Adhesion G protein-coupled receptor VLGR1/ADGRV1 regulates cell spreading and migration by mechanosensing at focal adhesions
Deva K. Kusuluri,
Baran E. Güler,
Barbara Knapp,
Nicola Horn,
Karsten Boldt,
Marius Ueffing,
Gabriela Aust,
Uwe Wolfrum
Affiliations
Deva K. Kusuluri
Institute of Molecular Physiology, Molecular Cell Biology, Johannes Gutenberg University, Hanns-Dieter-Hüsch-Weg 17, 55099 Mainz, Germany
Baran E. Güler
Institute of Molecular Physiology, Molecular Cell Biology, Johannes Gutenberg University, Hanns-Dieter-Hüsch-Weg 17, 55099 Mainz, Germany
Barbara Knapp
Institute of Molecular Physiology, Molecular Cell Biology, Johannes Gutenberg University, Hanns-Dieter-Hüsch-Weg 17, 55099 Mainz, Germany
Nicola Horn
Medical Proteome Center, Institute for Ophthalmic Research, Eberhard Karls University of Tuebingen, 72074 Tuebingen, Germany
Karsten Boldt
Medical Proteome Center, Institute for Ophthalmic Research, Eberhard Karls University of Tuebingen, 72074 Tuebingen, Germany
Marius Ueffing
Medical Proteome Center, Institute for Ophthalmic Research, Eberhard Karls University of Tuebingen, 72074 Tuebingen, Germany
Gabriela Aust
Clinic of Visceral, Transplantation, Thoracic and Vascular Surgery & Clinic of Orthopedics, Traumatology and Plastic Surgery, Department of Surgery Research Laboratory, Leipzig University, 04301 Leipzig, Germany
Uwe Wolfrum
Institute of Molecular Physiology, Molecular Cell Biology, Johannes Gutenberg University, Hanns-Dieter-Hüsch-Weg 17, 55099 Mainz, Germany; Corresponding author
Summary: VLGR1 (very large G protein-coupled receptor-1) is by far the largest adhesion G protein-coupled receptor in humans.

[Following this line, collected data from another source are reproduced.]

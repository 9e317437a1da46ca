use chrono::{Duration, NaiveDateTime};
use uuid::Uuid;

use crate::constants::LUNCH_MINUTES;
use crate::errors::CoreEngineError;
use crate::event::{EventStore, InMemoryEventStore, SimulationEvent, SimulationEventKind};
use crate::tat::in_lunch_window;
use crate::task::{ProjectedTask, TaskStatus};

use super::ProjectionSummary;

/// Sesión de simulación sobre una proyección.
///
/// La sesión es dueña de sus tareas: entre ticks nadie más las toca. Cada
/// transición queda registrada en el `EventStore` con el reloj simulado.
#[derive(Debug)]
pub struct Simulation<E: EventStore = InMemoryEventStore> {
    session_id: Uuid,
    system: String,
    tasks: Vec<ProjectedTask>,
    clock: NaiveDateTime,
    events: E,
    finished: bool,
}

impl Simulation<InMemoryEventStore> {
    /// Sesión con store en memoria e id aleatorio.
    pub fn new(system: &str, tasks: Vec<ProjectedTask>, clock: NaiveDateTime) -> Self {
        Self::with_store(Uuid::new_v4(), system, tasks, clock, InMemoryEventStore::default())
    }
}

impl<E: EventStore> Simulation<E> {
    pub fn with_store(session_id: Uuid, system: &str, tasks: Vec<ProjectedTask>, clock: NaiveDateTime, mut events: E) -> Self {
        events.append_kind(session_id,
                           SimulationEventKind::SessionStarted { system: system.to_string(),
                                                                 task_count: tasks.len() },
                           clock);
        Self { session_id,
               system: system.to_string(),
               tasks,
               clock,
               events,
               finished: false }
    }

    pub fn session_id(&self) -> Uuid {
        self.session_id
    }

    pub fn system(&self) -> &str {
        &self.system
    }

    pub fn clock(&self) -> NaiveDateTime {
        self.clock
    }

    pub fn tasks(&self) -> &[ProjectedTask] {
        &self.tasks
    }

    pub fn into_tasks(self) -> Vec<ProjectedTask> {
        self.tasks
    }

    pub fn event_store(&self) -> &E {
        &self.events
    }

    pub fn events(&self) -> Vec<SimulationEvent> {
        self.events.list(self.session_id)
    }

    /// Códigos de evento concatenados, p.ej. `"ISFSLRFC"`.
    pub fn event_codes(&self) -> String {
        self.events().iter().map(|e| e.kind.code()).collect()
    }

    pub fn is_complete(&self) -> bool {
        self.tasks.iter().all(|t| t.status.is_terminal())
    }

    pub fn summary(&self) -> ProjectionSummary {
        ProjectionSummary::from_tasks(&self.tasks)
    }

    /// Mueve el reloj a `to` y evalúa las transiciones. El reloj no retrocede.
    pub fn advance_to(&mut self, to: NaiveDateTime) -> Result<(), CoreEngineError> {
        if to < self.clock {
            return Err(CoreEngineError::ClockRewind { from: self.clock.to_string(),
                                                      to: to.to_string() });
        }
        self.clock = to;
        self.evaluate();
        Ok(())
    }

    pub fn tick(&mut self, step: Duration) -> Result<(), CoreEngineError> {
        if step <= Duration::zero() {
            return Err(CoreEngineError::InvalidTick(format!("{step}")));
        }
        let to = self.clock
                     .checked_add_signed(step)
                     .ok_or_else(|| CoreEngineError::InvalidTick(format!("desborde del reloj en {}", self.clock)))?;
        self.advance_to(to)
    }

    /// Avanza por ticks hasta completar todas las tareas. Devuelve los ticks
    /// usados; falla si no alcanza con `max_ticks`.
    pub fn run_until_complete(&mut self, step: Duration, max_ticks: usize) -> Result<usize, CoreEngineError> {
        let mut ticks = 0;
        self.evaluate();
        while !self.is_complete() {
            if ticks >= max_ticks {
                return Err(CoreEngineError::SimulationIncomplete(max_ticks));
            }
            self.tick(step)?;
            ticks += 1;
        }
        Ok(ticks)
    }

    /// Una pasada por tarea, en orden.
    fn evaluate(&mut self) {
        let clock = self.clock;
        let session_id = self.session_id;
        let Simulation { tasks, events, .. } = self;
        for task in tasks.iter_mut() {
            if task.status == TaskStatus::Pending && clock >= task.start_time {
                task.status = TaskStatus::InProgress;
                events.append_kind(session_id,
                                   SimulationEventKind::TaskStarted { step_index: task.step_index,
                                                                      task_name: task.task_name.clone() },
                                   clock);
            }

            if task.status == TaskStatus::InProgress && !task.lunch_taken && in_lunch_window(clock) {
                task.status = TaskStatus::LunchBreak;
                task.lunch_taken = true;
                match task.planned_end_time.checked_add_signed(Duration::minutes(LUNCH_MINUTES)) {
                    Some(end) => task.planned_end_time = end,
                    None => log::warn!("desborde al correr el fin de '{}' por almuerzo; se conserva {}", task.task_name, task.planned_end_time),
                }
                events.append_kind(session_id,
                                   SimulationEventKind::LunchStarted { step_index: task.step_index,
                                                                       task_name: task.task_name.clone(),
                                                                       planned_end_time: task.planned_end_time },
                                   clock);
            } else if task.status == TaskStatus::LunchBreak && !in_lunch_window(clock) {
                task.status = TaskStatus::InProgress;
                events.append_kind(session_id,
                                   SimulationEventKind::LunchEnded { step_index: task.step_index,
                                                                     task_name: task.task_name.clone() },
                                   clock);
            }

            if task.status == TaskStatus::InProgress && clock >= task.planned_end_time {
                // siempre se descuenta la hora de almuerzo, con piso 0
                let elapsed = (clock - task.start_time).num_minutes();
                let processing = (elapsed - LUNCH_MINUTES).max(0);
                task.status = TaskStatus::Completed;
                task.actual_end_time = Some(clock);
                task.processing_time = Some(processing);
                events.append_kind(session_id,
                                   SimulationEventKind::TaskCompleted { step_index: task.step_index,
                                                                        task_name: task.task_name.clone(),
                                                                        processing_minutes: processing },
                                   clock);
            }
        }

        if !self.finished && self.is_complete() {
            self.finished = true;
            let completed = self.tasks.len();
            self.events
                .append_kind(session_id, SimulationEventKind::SessionCompleted { completed }, clock);
            log::debug!("simulación {} de '{}' completada en {}", session_id, self.system, clock);
        }
    }
}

Homozygous pathologic variants of VLGR1 cause hereditary deaf blindness in Usher syndrome 2C and haploinsufficiency of VLGR1 is associated with epilepsy. However, its molecular function remains elusive. Herein, we used affinity proteomics to identify many components of focal adhesions (FAs) in the VLGR1 interactome. VLGR1 is localized in FAs and assembles in FA protein complexes in situ. Depletion or loss of VLGR1 decreases the number and length of FAs in hTERT-RPE1 cells and in astrocytes of Vlgr1 mutant mice. VLGR1 depletion reduces cell spread and migration kinetics as well as the response to mechanical stretch characterizing VLGR1 as a metabotropic mechanosensor in FAs. Our data reveal a critical role of VLGR1 in the FA function and enlighten potential pathomechanisms in diseases related to VLGR1.